Problem description
Up to and including the line containing "Use the failable", set down each line of the entries below exactly, starting from the first, and leave out the rest.

Data section

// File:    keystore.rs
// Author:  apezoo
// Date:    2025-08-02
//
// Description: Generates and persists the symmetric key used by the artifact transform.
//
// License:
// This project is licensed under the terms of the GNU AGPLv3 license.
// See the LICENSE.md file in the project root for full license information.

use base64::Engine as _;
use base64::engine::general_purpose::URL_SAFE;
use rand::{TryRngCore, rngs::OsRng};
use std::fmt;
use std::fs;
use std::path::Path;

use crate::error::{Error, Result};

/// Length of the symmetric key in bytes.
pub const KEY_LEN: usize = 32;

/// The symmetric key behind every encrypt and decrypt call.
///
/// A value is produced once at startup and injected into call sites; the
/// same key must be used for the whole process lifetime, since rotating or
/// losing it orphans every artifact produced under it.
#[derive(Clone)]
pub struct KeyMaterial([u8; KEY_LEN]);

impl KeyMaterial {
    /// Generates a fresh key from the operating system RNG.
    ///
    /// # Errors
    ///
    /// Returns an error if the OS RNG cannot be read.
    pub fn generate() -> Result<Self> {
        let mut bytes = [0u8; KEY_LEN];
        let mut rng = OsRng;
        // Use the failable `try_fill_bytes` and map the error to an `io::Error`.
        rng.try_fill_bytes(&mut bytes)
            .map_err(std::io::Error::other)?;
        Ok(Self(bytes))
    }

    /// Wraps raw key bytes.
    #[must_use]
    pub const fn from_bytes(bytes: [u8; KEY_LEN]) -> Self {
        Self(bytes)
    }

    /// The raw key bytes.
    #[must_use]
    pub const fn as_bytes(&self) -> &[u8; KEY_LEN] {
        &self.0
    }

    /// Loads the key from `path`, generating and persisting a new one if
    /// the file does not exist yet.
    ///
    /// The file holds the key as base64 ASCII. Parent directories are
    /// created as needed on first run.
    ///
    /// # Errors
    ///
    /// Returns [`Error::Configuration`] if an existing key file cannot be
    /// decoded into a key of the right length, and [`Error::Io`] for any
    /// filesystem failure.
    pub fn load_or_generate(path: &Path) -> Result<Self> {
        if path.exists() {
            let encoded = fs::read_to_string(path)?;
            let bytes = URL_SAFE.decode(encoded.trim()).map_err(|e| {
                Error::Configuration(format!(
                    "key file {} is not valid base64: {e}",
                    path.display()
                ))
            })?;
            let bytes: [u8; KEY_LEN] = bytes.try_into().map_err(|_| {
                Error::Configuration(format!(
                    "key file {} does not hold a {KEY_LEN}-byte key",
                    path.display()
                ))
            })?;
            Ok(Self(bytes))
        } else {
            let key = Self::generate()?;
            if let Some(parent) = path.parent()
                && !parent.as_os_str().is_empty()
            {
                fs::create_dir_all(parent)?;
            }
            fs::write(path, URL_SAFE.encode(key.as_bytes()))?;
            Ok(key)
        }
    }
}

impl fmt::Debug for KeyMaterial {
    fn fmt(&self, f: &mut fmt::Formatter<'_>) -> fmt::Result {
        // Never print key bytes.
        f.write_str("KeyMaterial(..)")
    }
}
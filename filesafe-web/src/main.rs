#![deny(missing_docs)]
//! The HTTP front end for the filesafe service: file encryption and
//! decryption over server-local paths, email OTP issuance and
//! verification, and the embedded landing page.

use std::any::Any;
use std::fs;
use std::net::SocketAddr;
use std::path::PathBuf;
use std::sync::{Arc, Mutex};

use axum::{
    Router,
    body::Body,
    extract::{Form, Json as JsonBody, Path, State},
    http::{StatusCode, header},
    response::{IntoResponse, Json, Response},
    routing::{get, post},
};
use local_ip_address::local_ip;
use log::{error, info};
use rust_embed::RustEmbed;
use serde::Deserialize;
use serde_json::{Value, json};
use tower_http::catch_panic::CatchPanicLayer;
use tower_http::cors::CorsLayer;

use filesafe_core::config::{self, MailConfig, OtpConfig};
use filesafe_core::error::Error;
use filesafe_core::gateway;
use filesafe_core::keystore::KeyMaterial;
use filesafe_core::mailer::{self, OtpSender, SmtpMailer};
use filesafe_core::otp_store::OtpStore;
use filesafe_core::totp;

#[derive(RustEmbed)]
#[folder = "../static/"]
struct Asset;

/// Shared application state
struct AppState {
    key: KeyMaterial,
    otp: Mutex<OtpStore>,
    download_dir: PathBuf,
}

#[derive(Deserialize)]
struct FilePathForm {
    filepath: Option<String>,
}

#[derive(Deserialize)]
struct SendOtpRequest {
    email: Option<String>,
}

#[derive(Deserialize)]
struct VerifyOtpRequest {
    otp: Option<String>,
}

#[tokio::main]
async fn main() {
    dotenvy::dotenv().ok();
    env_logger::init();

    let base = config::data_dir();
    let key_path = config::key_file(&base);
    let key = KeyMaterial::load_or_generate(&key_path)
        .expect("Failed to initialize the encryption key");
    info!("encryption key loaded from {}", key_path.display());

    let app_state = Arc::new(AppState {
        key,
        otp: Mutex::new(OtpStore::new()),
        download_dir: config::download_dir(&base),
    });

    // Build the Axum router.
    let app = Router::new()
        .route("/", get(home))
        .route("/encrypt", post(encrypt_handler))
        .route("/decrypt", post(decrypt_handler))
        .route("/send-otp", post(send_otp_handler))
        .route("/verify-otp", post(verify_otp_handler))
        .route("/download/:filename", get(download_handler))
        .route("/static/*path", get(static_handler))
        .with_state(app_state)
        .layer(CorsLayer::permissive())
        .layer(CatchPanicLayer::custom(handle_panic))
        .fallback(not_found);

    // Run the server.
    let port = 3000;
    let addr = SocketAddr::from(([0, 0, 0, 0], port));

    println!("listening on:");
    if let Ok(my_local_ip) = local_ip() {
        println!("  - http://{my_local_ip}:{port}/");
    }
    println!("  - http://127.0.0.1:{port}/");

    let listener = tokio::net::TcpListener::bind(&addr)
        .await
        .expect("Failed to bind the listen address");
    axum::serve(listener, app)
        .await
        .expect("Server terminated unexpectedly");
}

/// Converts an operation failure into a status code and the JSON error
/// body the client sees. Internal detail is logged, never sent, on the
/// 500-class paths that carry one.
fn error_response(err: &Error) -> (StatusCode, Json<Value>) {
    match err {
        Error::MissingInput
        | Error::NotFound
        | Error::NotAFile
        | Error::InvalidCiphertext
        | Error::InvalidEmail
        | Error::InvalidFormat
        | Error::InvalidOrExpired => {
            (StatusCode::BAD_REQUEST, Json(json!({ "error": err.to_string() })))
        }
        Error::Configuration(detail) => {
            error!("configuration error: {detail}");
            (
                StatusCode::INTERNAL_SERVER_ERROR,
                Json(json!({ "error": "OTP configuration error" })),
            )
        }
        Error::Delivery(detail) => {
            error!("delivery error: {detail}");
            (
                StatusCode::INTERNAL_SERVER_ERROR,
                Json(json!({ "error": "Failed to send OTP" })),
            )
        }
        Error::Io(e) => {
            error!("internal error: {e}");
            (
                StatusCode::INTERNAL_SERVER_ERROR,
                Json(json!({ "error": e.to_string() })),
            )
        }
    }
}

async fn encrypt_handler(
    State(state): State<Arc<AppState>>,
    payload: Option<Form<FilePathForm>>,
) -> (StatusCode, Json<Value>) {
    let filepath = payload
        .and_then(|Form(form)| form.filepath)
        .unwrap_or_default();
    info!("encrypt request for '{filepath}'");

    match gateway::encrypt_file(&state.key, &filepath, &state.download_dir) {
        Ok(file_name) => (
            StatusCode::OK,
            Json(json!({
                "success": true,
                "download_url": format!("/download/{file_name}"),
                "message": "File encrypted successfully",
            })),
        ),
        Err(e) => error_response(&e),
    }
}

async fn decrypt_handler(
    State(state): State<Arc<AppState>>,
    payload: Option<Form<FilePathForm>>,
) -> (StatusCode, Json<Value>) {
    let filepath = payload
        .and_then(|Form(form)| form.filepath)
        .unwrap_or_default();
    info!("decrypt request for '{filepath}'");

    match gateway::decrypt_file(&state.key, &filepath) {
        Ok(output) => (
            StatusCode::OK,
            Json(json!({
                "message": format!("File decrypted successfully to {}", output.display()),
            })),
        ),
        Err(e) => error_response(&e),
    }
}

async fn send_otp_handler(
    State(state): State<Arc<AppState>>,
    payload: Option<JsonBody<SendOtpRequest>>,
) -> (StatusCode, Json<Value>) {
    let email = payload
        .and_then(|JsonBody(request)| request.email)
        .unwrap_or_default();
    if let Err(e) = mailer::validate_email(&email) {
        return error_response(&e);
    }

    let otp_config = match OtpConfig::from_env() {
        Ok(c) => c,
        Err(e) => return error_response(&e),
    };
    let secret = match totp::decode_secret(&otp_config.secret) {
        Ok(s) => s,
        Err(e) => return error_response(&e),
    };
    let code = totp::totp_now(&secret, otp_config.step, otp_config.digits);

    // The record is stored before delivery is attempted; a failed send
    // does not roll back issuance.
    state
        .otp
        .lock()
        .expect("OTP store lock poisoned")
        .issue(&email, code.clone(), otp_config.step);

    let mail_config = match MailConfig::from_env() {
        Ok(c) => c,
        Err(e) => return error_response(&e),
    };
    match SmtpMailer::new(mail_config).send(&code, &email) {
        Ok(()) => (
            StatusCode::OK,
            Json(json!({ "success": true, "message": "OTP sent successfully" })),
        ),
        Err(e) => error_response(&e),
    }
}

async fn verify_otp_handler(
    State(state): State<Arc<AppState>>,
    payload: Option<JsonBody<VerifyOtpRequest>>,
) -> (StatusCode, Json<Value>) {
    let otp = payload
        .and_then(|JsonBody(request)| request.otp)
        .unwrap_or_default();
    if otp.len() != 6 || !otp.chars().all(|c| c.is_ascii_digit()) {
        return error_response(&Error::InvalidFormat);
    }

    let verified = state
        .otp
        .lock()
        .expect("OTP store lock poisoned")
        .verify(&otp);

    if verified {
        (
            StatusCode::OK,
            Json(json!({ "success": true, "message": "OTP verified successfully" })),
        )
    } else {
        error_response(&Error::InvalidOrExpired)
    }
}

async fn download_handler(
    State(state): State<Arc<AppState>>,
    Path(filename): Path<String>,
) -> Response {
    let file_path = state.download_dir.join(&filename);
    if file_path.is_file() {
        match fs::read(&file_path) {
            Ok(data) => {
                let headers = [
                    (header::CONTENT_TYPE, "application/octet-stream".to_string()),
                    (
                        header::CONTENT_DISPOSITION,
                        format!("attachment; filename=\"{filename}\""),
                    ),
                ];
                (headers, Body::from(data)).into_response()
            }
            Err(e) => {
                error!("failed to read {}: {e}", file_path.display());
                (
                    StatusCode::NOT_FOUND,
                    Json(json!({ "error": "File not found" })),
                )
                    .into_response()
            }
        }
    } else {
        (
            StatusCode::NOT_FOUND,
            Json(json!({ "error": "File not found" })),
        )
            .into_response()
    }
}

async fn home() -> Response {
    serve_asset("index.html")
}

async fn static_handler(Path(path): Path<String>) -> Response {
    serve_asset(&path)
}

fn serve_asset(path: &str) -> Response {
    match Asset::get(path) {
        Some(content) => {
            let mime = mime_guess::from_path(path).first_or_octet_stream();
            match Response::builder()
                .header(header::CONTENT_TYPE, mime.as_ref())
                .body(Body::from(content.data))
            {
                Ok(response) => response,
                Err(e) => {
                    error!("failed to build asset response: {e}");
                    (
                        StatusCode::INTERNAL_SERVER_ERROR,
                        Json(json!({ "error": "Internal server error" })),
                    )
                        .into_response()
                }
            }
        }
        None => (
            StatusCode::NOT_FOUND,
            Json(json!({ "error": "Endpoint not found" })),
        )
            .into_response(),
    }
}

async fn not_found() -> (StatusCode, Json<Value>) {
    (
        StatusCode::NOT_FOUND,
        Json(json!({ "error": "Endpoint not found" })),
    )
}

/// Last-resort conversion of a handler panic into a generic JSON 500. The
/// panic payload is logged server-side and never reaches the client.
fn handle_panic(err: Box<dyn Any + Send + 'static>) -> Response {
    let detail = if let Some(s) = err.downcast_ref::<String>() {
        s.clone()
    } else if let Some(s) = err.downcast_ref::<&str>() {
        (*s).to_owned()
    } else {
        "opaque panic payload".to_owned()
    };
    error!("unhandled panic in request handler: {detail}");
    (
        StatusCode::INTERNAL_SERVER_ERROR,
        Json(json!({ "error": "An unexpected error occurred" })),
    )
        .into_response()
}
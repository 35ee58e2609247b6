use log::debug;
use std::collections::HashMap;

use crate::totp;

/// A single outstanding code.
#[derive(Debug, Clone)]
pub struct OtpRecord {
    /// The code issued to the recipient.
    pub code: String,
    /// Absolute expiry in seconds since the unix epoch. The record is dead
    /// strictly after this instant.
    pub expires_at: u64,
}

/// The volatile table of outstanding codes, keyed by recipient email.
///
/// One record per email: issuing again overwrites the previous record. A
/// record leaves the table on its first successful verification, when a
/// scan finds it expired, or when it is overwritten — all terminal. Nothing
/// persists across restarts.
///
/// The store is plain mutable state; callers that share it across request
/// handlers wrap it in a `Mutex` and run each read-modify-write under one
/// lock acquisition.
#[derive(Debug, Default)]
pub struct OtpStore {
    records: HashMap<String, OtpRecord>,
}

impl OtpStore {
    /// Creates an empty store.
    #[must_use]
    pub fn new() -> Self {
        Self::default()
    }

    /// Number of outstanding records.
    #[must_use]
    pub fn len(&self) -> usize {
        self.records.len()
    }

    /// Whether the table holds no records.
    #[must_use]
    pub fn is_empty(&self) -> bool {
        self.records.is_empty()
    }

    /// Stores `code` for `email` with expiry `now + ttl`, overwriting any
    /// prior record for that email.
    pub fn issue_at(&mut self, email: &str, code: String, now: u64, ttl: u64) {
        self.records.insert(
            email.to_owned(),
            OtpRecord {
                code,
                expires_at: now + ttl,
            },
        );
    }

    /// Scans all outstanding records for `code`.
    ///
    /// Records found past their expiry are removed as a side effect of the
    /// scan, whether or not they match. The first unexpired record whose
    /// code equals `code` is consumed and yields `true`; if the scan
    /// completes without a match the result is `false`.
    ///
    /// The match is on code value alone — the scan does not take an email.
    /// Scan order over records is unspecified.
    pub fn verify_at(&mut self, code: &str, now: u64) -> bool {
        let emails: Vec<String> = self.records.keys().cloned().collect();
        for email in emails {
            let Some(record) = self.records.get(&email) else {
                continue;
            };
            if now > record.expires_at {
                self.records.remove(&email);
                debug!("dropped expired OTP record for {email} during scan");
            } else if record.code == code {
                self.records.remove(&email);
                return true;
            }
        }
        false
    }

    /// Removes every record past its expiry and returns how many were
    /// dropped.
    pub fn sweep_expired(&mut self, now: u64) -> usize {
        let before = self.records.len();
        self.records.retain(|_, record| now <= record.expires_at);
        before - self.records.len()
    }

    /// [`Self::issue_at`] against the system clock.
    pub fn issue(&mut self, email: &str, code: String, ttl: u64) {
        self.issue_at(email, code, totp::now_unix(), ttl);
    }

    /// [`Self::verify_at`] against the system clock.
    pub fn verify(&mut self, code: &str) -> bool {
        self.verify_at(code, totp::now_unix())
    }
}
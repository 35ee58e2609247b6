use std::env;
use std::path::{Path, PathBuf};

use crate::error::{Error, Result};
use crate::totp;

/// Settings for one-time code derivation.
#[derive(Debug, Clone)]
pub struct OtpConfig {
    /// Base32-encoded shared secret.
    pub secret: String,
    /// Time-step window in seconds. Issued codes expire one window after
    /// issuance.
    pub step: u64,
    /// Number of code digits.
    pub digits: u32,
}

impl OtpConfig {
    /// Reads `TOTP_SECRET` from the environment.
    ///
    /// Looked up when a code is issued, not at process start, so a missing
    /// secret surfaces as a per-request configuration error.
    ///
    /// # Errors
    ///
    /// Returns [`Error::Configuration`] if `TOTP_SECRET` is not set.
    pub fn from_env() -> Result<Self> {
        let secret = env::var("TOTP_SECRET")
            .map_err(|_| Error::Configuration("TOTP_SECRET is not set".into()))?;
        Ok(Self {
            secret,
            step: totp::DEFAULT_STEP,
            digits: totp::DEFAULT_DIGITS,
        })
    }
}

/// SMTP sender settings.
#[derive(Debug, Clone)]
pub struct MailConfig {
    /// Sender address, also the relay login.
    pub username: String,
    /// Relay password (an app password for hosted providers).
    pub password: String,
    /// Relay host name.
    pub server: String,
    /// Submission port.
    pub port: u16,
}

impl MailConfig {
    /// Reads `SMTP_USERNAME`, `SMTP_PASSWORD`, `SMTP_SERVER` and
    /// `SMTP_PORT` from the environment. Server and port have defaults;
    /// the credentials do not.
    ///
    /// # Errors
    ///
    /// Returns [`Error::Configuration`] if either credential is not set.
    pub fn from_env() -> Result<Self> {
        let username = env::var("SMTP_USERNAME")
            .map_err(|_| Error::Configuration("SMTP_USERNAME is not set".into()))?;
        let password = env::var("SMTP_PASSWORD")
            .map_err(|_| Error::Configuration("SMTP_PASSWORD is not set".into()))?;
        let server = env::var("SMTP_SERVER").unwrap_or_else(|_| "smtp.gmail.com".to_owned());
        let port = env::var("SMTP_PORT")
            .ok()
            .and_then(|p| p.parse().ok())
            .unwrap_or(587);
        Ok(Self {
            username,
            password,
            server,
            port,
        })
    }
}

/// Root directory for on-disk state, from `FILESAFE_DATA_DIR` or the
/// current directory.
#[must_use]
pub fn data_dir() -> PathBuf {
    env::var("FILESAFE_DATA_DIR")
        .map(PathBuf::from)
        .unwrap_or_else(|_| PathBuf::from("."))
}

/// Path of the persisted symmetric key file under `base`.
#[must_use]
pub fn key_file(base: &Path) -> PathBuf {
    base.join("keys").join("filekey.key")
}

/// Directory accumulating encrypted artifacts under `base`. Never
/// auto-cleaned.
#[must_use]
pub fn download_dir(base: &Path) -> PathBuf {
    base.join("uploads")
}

Exercise solution
// File:    keystore.rs
// Author:  apezoo
// Date:    2025-08-02
//
// Description: Generates and persists the symmetric key used by the artifact transform.
//
// License:
// This project is licensed under the terms of the GNU AGPLv3 license.
// See the LICENSE.md file in the project root for full license information.

use base64::Engine as _;
use base64::engine::general_purpose::URL_SAFE;
use rand::{TryRngCore, rngs::OsRng};
use std::fmt;
use std::fs;
use std::path::Path;

use crate::error::{Error, Result};

/// Length of the symmetric key in bytes.
pub const KEY_LEN: usize = 32;

/// The symmetric key behind every encrypt and decrypt call.
///
/// A value is produced once at startup and injected into call sites; the
/// same key must be used for the whole process lifetime, since rotating or
/// losing it orphans every artifact produced under it.
#[derive(Clone)]
pub struct KeyMaterial([u8; KEY_LEN]);

impl KeyMaterial {
    /// Generates a fresh key from the operating system RNG.
    ///
    /// # Errors
    ///
    /// Returns an error if the OS RNG cannot be read.
    pub fn generate() -> Result<Self> {
        let mut bytes = [0u8; KEY_LEN];
        let mut rng = OsRng;
        // Use the failable `try_fill_bytes` and map the error to an `io::Error`.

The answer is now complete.